After classifying your samples using the One Codex Database, you may be curious which reads were classified to a particular taxon. While we do provide a file that lists the taxon for each read (a button to download "Read-Level Data" when viewing a sample's results page), you may want to pull the sequences for just those reads out of your original sequence file for further analyses. We provide users with a means to pull out taxon-specific reads.
Download via web browser
You will find a Complete Results Table at the bottom of your classification results page. For each row, you'll see a download button to the very right of the table.
Clicking this for your chosen taxon will generate a pop-up, asking if you would like to include child taxa. Child taxa are more-specific taxa that fall under your chosen taxon. For instance, if you pick a genus-level taxon, including child taxa will include all of the species, sub-species, strains etc that fall under that genus.
Once you confirm, we will begin to extract the reads that map to your chosen taxon. You will receive an email with a link to download your new subsetted fasta/fastq file.
If the download button is not available to you, you can use our command line tool to download your reads.
Download via Command Line
There are a few things you need in order to do that.
The raw reads file, which should be interleaved. If you have paired-end data in two separate files (R1 and R2), once they are uploaded to the platform, we interleave those files, so our scripts work with interleaved files. This means that both R1 and R2 files are combined into one file, with sequence 1 from the R1 file followed by sequence 1 from the R2 file; then sequence 2 from R1 file, and so on. If you are unsure of how to interleave your files, feel free to reach out to us.
You’ll need the classification ID for the One Codex Database classification results for that sample. That can be found in the URL when viewing the classification results for that sample. I.e. https://app.onecodex.com/classification/<classification_UUID>
You’ll need the TaxID for the species of interest. That can be found in the Complete Results Table at the bottom of the results page for that sample. Note that you can include/exclude multiple taxa by passing the
-tflag multiple times. You can also find the taxID for any species in our reference list: https://app.onecodex.com/referencesLastly, you’ll need the onecodex command line interface installed. There are instructions to install that here.
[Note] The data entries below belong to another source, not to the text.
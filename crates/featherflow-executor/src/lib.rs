//! Featherflow Executor
//!
//! Turns a validated [`featherflow_flow::ExecutionPlan`] into a runnable
//! bash script, and provides the execution-target capability used to run
//! it. The planning and validation layers never see shell text; the script
//! is a serialization detail of the [`ExecutionTarget`] boundary, which any
//! backend able to run a command and report an exit status can satisfy.

mod error;
mod resolver;
mod script;
mod target;

pub use error::ExecutionError;
pub use resolver::{CommandResolver, TasksDirResolver};
pub use script::{ExecutionScript, emit};
pub use target::{ExecutionTarget, ProcessTarget, run_script};
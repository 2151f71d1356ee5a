use thiserror::Error;

/// Errors from script emission and execution.
#[derive(Debug, Error)]
pub enum ExecutionError {
  /// A flow run exited non-zero. Remaining steps of that run were aborted;
  /// other flows and the scheduler are unaffected.
  #[error("flow {flow} failed with exit status {status}")]
  Failed { flow: String, status: i32 },

  #[error("io error: {0}")]
  Io(#[from] std::io::Error),
}
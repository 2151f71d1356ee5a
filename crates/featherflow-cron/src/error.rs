use thiserror::Error;

/// Errors from cron expression parsing and occurrence scanning.
#[derive(Debug, Clone, PartialEq, Eq, Error)]
pub enum CronError {
  /// The expression does not have exactly 5 fields.
  #[error("expected 5 fields in cron expression, got {count}: {expression:?}")]
  WrongFieldCount { expression: String, count: usize },

  /// A field uses unsupported syntax (bad step, reversed range, junk).
  #[error("invalid {field} field: {value:?}")]
  InvalidField { field: &'static str, value: String },

  /// A numeric value falls outside its field's domain.
  #[error("value {value} out of range for {field} field ({min}-{max})")]
  OutOfRange {
    field: &'static str,
    value: u32,
    min: u32,
    max: u32,
  },

  /// The bounded forward scan found no matching minute.
  #[error("no upcoming occurrence within the scan window")]
  NoUpcomingOccurrence,
}
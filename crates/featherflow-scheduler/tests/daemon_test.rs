//! Integration tests for the scheduler daemon with a recording backend.

use std::sync::Arc;
use std::sync::Mutex as StdMutex;
use std::time::Duration;

use async_trait::async_trait;
use chrono::Utc;
use featherflow_scheduler::{
  Orchestrator, OrchestratorError, SchedulerConfig, SchedulerDaemon, SchedulerError,
};
use featherflow_store::{ScheduleEntry, ScheduleStore};

struct RecordingOrchestrator {
  calls: StdMutex<Vec<String>>,
  delay: Duration,
  fail: bool,
}

impl RecordingOrchestrator {
  fn new(delay: Duration, fail: bool) -> Arc<Self> {
    Arc::new(Self {
      calls: StdMutex::new(Vec::new()),
      delay,
      fail,
    })
  }

  fn calls(&self) -> Vec<String> {
    self.calls.lock().unwrap().clone()
  }
}

#[async_trait]
impl Orchestrator for RecordingOrchestrator {
  async fn run_flow(&self, flow_name: &str) -> Result<(), OrchestratorError> {
    self.calls.lock().unwrap().push(flow_name.to_string());
    tokio::time::sleep(self.delay).await;
    if self.fail {
      return Err(OrchestratorError::new("task exited with status 1"));
    }
    Ok(())
  }
}

fn fast_config() -> SchedulerConfig {
  SchedulerConfig {
    check_interval: Duration::from_millis(50),
    error_backoff: Duration::from_millis(50),
    shutdown_timeout: Duration::from_secs(5),
  }
}

async fn store_in(dir: &tempfile::TempDir) -> Arc<ScheduleStore> {
  Arc::new(
    ScheduleStore::load(dir.path().join("schedules.json"))
      .await
      .expect("failed to load store"),
  )
}

/// An entry whose next run has already passed. The daily expression keeps
/// the recomputed next run computable on any date while staying well past
/// the test window, so each test sees exactly one dispatch.
fn due_entry(flow_name: &str) -> ScheduleEntry {
  ScheduleEntry {
    flow_name: flow_name.to_string(),
    cron_expression: "0 0 * * *".to_string(),
    enabled: true,
    description: None,
    last_run: None,
    next_run: Some(Utc::now() - chrono::Duration::minutes(1)),
    running: false,
  }
}

#[tokio::test]
async fn start_rejects_a_running_daemon() {
  let dir = tempfile::tempdir().unwrap();
  let store = store_in(&dir).await;
  let orchestrator = RecordingOrchestrator::new(Duration::ZERO, false);
  let daemon = SchedulerDaemon::new(store, orchestrator, fast_config());

  daemon.start().unwrap();
  assert!(matches!(
    daemon.start(),
    Err(SchedulerError::AlreadyRunning)
  ));
  daemon.stop().await.unwrap();
}

#[tokio::test]
async fn stop_without_start_fails() {
  let dir = tempfile::tempdir().unwrap();
  let store = store_in(&dir).await;
  let orchestrator = RecordingOrchestrator::new(Duration::ZERO, false);
  let daemon = SchedulerDaemon::new(store, orchestrator, fast_config());

  assert!(matches!(daemon.stop().await, Err(SchedulerError::NotRunning)));
}

#[tokio::test]
async fn lifecycle_start_then_stop() {
  let dir = tempfile::tempdir().unwrap();
  let store = store_in(&dir).await;
  let orchestrator = RecordingOrchestrator::new(Duration::ZERO, false);
  let daemon = SchedulerDaemon::new(store, orchestrator, fast_config());

  assert!(!daemon.is_running());
  daemon.start().unwrap();
  assert!(daemon.is_running());
  assert!(daemon.started_at().is_some());

  daemon.stop().await.unwrap();
  assert!(!daemon.is_running());
  assert!(daemon.started_at().is_none());
}

#[tokio::test]
async fn stop_interrupts_a_long_check_interval() {
  let dir = tempfile::tempdir().unwrap();
  let store = store_in(&dir).await;
  let orchestrator = RecordingOrchestrator::new(Duration::ZERO, false);
  let config = SchedulerConfig {
    check_interval: Duration::from_secs(3600),
    ..fast_config()
  };
  let daemon = SchedulerDaemon::new(store, orchestrator, config);

  daemon.start().unwrap();
  let begun = std::time::Instant::now();
  daemon.stop().await.unwrap();
  assert!(begun.elapsed() < Duration::from_secs(2));
}

#[tokio::test]
async fn due_entry_is_dispatched_exactly_once() {
  let dir = tempfile::tempdir().unwrap();
  let store = store_in(&dir).await;
  store.insert(due_entry("etl")).await.unwrap();

  let orchestrator = RecordingOrchestrator::new(Duration::ZERO, false);
  let daemon = SchedulerDaemon::new(store.clone(), orchestrator.clone(), fast_config());

  daemon.start().unwrap();
  tokio::time::sleep(Duration::from_millis(300)).await;
  daemon.stop().await.unwrap();

  assert_eq!(orchestrator.calls(), vec!["etl"]);
  let entry = store.get("etl").await.unwrap();
  assert!(!entry.running);
  assert!(entry.last_run.is_some());
  assert!(entry.next_run.unwrap() > Utc::now());
  assert!(daemon.running_flows().await.is_empty());
}

#[tokio::test]
async fn running_flow_is_not_redispatched() {
  let dir = tempfile::tempdir().unwrap();
  let store = store_in(&dir).await;
  store.insert(due_entry("slow")).await.unwrap();

  let orchestrator = RecordingOrchestrator::new(Duration::from_millis(400), false);
  let daemon = SchedulerDaemon::new(store.clone(), orchestrator.clone(), fast_config());

  daemon.start().unwrap();
  // Several ticks elapse while the flow is still executing.
  tokio::time::sleep(Duration::from_millis(200)).await;
  assert_eq!(orchestrator.calls(), vec!["slow"]);
  assert!(store.get("slow").await.unwrap().running);

  let in_flight = daemon.running_flows().await;
  assert_eq!(in_flight.len(), 1);
  assert_eq!(in_flight[0].flow_name, "slow");

  // After completion the record is gone and the schedule is idle again.
  tokio::time::sleep(Duration::from_millis(400)).await;
  daemon.stop().await.unwrap();
  assert_eq!(orchestrator.calls(), vec!["slow"]);
  assert!(!store.get("slow").await.unwrap().running);
  assert!(daemon.running_flows().await.is_empty());
}

#[tokio::test]
async fn failed_flow_still_completes_its_schedule() {
  let dir = tempfile::tempdir().unwrap();
  let store = store_in(&dir).await;
  store.insert(due_entry("flaky")).await.unwrap();

  let orchestrator = RecordingOrchestrator::new(Duration::ZERO, true);
  let daemon = SchedulerDaemon::new(store.clone(), orchestrator.clone(), fast_config());

  daemon.start().unwrap();
  tokio::time::sleep(Duration::from_millis(300)).await;
  daemon.stop().await.unwrap();

  assert_eq!(orchestrator.calls(), vec!["flaky"]);
  let entry = store.get("flaky").await.unwrap();
  assert!(!entry.running);
  assert!(entry.next_run.is_some());
  assert!(daemon.running_flows().await.is_empty());
}

#[tokio::test]
async fn independent_flows_run_concurrently() {
  let dir = tempfile::tempdir().unwrap();
  let store = store_in(&dir).await;
  store.insert(due_entry("one")).await.unwrap();
  store.insert(due_entry("two")).await.unwrap();

  let orchestrator = RecordingOrchestrator::new(Duration::from_millis(200), false);
  let daemon = SchedulerDaemon::new(store.clone(), orchestrator.clone(), fast_config());

  daemon.start().unwrap();
  tokio::time::sleep(Duration::from_millis(100)).await;
  // Both dispatched on the first tick, neither finished yet.
  let mut calls = orchestrator.calls();
  calls.sort();
  assert_eq!(calls, vec!["one", "two"]);
  assert_eq!(daemon.running_flows().await.len(), 2);

  tokio::time::sleep(Duration::from_millis(300)).await;
  daemon.stop().await.unwrap();
  assert!(daemon.running_flows().await.is_empty());
}
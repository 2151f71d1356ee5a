//! Featherflow Cron
//!
//! A self-contained 5-field cron engine: parse an expression into the
//! concrete set of accepted values per field, test timestamps against it,
//! and find the next occurrence by scanning forward minute by minute.
//!
//! The forward scan is deliberately brute force. It needs no calendar
//! arithmetic beyond "add one minute", and its correctness is directly
//! checkable against [`CronExpr::matches`].

mod error;
mod expr;

pub use error::CronError;
pub use expr::{CronExpr, interval_to_cron};
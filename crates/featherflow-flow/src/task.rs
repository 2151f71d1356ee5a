use std::collections::BTreeMap;

use serde::{Deserialize, Deserializer, Serialize};

/// Arguments for a task invocation.
///
/// Flows may declare arguments either as a positional list or as a
/// key -> value map; the map form is rendered as command-line flags
/// (`-k value` for single-character keys, `--key=value` otherwise).
/// The two forms are mutually exclusive.
#[derive(Debug, Clone, PartialEq, Eq, Serialize, Deserialize)]
#[serde(untagged)]
pub enum TaskArgs {
  List(Vec<String>),
  Map(BTreeMap<String, String>),
}

/// A single unit of work within a flow.
#[derive(Debug, Clone, PartialEq, Eq, Serialize, Deserialize)]
pub struct TaskDef {
  /// Identifier, unique within the flow.
  pub id: String,
  /// Script reference, resolved externally to a runnable command.
  pub script: String,
  #[serde(default, skip_serializing_if = "Option::is_none")]
  pub args: Option<TaskArgs>,
  /// Environment overrides scoped to this task's invocation.
  #[serde(default, skip_serializing_if = "BTreeMap::is_empty")]
  pub env: BTreeMap<String, String>,
  /// Ids of tasks that must complete successfully first.
  /// Accepts a single string or a list in JSON; normalized to a list.
  #[serde(
    default,
    deserialize_with = "string_or_list",
    skip_serializing_if = "Vec::is_empty"
  )]
  pub depends_on: Vec<String>,
}

/// A named set of tasks with dependency relations.
#[derive(Debug, Clone, PartialEq, Eq, Serialize, Deserialize)]
pub struct FlowDef {
  /// Flow name, used as the dependency-graph and schedule key.
  pub name: String,
  #[serde(default, skip_serializing_if = "Option::is_none")]
  pub description: Option<String>,
  pub tasks: Vec<TaskDef>,
}

impl FlowDef {
  /// Look up a task by id.
  pub fn task(&self, id: &str) -> Option<&TaskDef> {
    self.tasks.iter().find(|t| t.id == id)
  }
}

/// A validated flow paired with a topologically valid run order.
///
/// Immutable once produced; recomputed on every planning call.
#[derive(Debug, Clone, PartialEq, Eq)]
pub struct ExecutionPlan {
  pub flow: FlowDef,
  pub order: Vec<String>,
}

fn string_or_list<'de, D>(deserializer: D) -> Result<Vec<String>, D::Error>
where
  D: Deserializer<'de>,
{
  #[derive(Deserialize)]
  #[serde(untagged)]
  enum StringOrList {
    One(String),
    Many(Vec<String>),
  }

  Ok(match StringOrList::deserialize(deserializer)? {
    StringOrList::One(value) => vec![value],
    StringOrList::Many(values) => values,
  })
}

#[cfg(test)]
mod tests {
  use super::*;

  #[test]
  fn depends_on_accepts_single_string() {
    let task: TaskDef = serde_json::from_str(
      r#"{"id": "b", "script": "b.py", "depends_on": "a"}"#,
    )
    .unwrap();
    assert_eq!(task.depends_on, vec!["a"]);
  }

  #[test]
  fn depends_on_accepts_list() {
    let task: TaskDef = serde_json::from_str(
      r#"{"id": "c", "script": "c.py", "depends_on": ["a", "b"]}"#,
    )
    .unwrap();
    assert_eq!(task.depends_on, vec!["a", "b"]);
  }

  #[test]
  fn args_parse_as_list_or_map() {
    let listed: TaskDef = serde_json::from_str(
      r#"{"id": "a", "script": "a.py", "args": ["--fast", "input.csv"]}"#,
    )
    .unwrap();
    assert!(matches!(listed.args, Some(TaskArgs::List(ref v)) if v.len() == 2));

    let mapped: TaskDef = serde_json::from_str(
      r#"{"id": "a", "script": "a.py", "args": {"n": "3", "mode": "full"}}"#,
    )
    .unwrap();
    match mapped.args {
      Some(TaskArgs::Map(map)) => {
        assert_eq!(map.get("n").map(String::as_str), Some("3"));
        assert_eq!(map.get("mode").map(String::as_str), Some("full"));
      }
      other => panic!("expected map args, got {other:?}"),
    }
  }

  #[test]
  fn flow_round_trips_through_json() {
    let flow = FlowDef {
      name: "etl".to_string(),
      description: Some("nightly pipeline".to_string()),
      tasks: vec![TaskDef {
        id: "extract".to_string(),
        script: "extract.py".to_string(),
        args: None,
        env: BTreeMap::from([("REGION".to_string(), "eu".to_string())]),
        depends_on: Vec::new(),
      }],
    };

    let text = serde_json::to_string(&flow).unwrap();
    let parsed: FlowDef = serde_json::from_str(&text).unwrap();
    assert_eq!(parsed, flow);
  }
}
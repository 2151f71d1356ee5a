//! Featherflow Store
//!
//! This crate provides the persistent schedule store: named schedule
//! entries binding a flow to a cron expression plus its run-state. All
//! entries live in a single JSON document, loaded once when the store is
//! constructed and saved after every mutation.
//!
//! The store owns the entries exclusively; the scheduler daemon only ever
//! holds clones while a run is in flight. The in-memory entry map is
//! mutex-guarded because the daemon's control loop and its worker tasks
//! both mutate run-state.

mod entry;
mod store;

pub use entry::ScheduleEntry;
pub use store::ScheduleStore;

/// Error type for schedule store operations.
#[derive(Debug, thiserror::Error)]
pub enum StoreError {
  /// The cron expression failed validation; nothing was persisted.
  #[error("invalid cron expression: {0}")]
  InvalidExpression(#[from] featherflow_cron::CronError),

  /// No schedule exists for the named flow.
  #[error("no schedule for flow: {0}")]
  UnknownFlow(String),

  #[error("io error: {0}")]
  Io(#[from] std::io::Error),

  /// The schedule document on disk is not valid JSON.
  #[error("malformed schedule document: {0}")]
  Malformed(#[from] serde_json::Error),
}
//! SQLite-backed storage for postal parcel tracking.
//!
//! # Intention
//!
//! - Record parcels, look them up by number or by owning client.
//! - Enforce the parcel rules at the data-access boundary: statuses come from a
//!   closed set, and the address can only change (or the parcel be deleted)
//!   while the parcel is still `registered`.
//!
//! # Architectural Boundaries
//!
//! - The store receives an already-open connection and never closes it.
//! - No schema migration, no caching, no multi-statement transactions.

pub mod error;
pub mod memory;
pub mod parcel;
pub mod sqlite;
pub mod store;

pub use error::{ParseStatusError, Result, StoreError};
pub use memory::InMemoryParcelStore;
pub use parcel::{Parcel, ParcelStatus};
pub use sqlite::{initialize_schema, SqliteConfig, SqliteParcelStore, PARCEL_TABLE_DDL};
pub use store::ParcelStore;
Once you have those, you can create a file of the taxon-specific reads using the following command:
onecodex scripts subset_reads -t <TaxID> --include-lowconf <classification_id> <fastq_filename>
Note that the --include-lowconf flag is optional, and will return reads for which we have low confidence. You can chose to exclude low confidence reads by removing this flag from the command.
If you wish to exclude reads for a given taxon from your results, you can do this by passing the --exclude-reads flag to the command. With this, the resulting fasta/fastq file will contain all reads except those matching to the tax ID indicated.
Another useful flag, --with-children, allows you to subset to the reads of your taxon of interest, and any more-specific taxa that fall under this. For instance, if you wanted to get the reads for a genus, and all species/strains that belong to that genus, you can provide the genus-level TaxID, and the --with-children flag, to get all of the reads that classify at genus-level, as well as reads that classify to species or strains in that genus.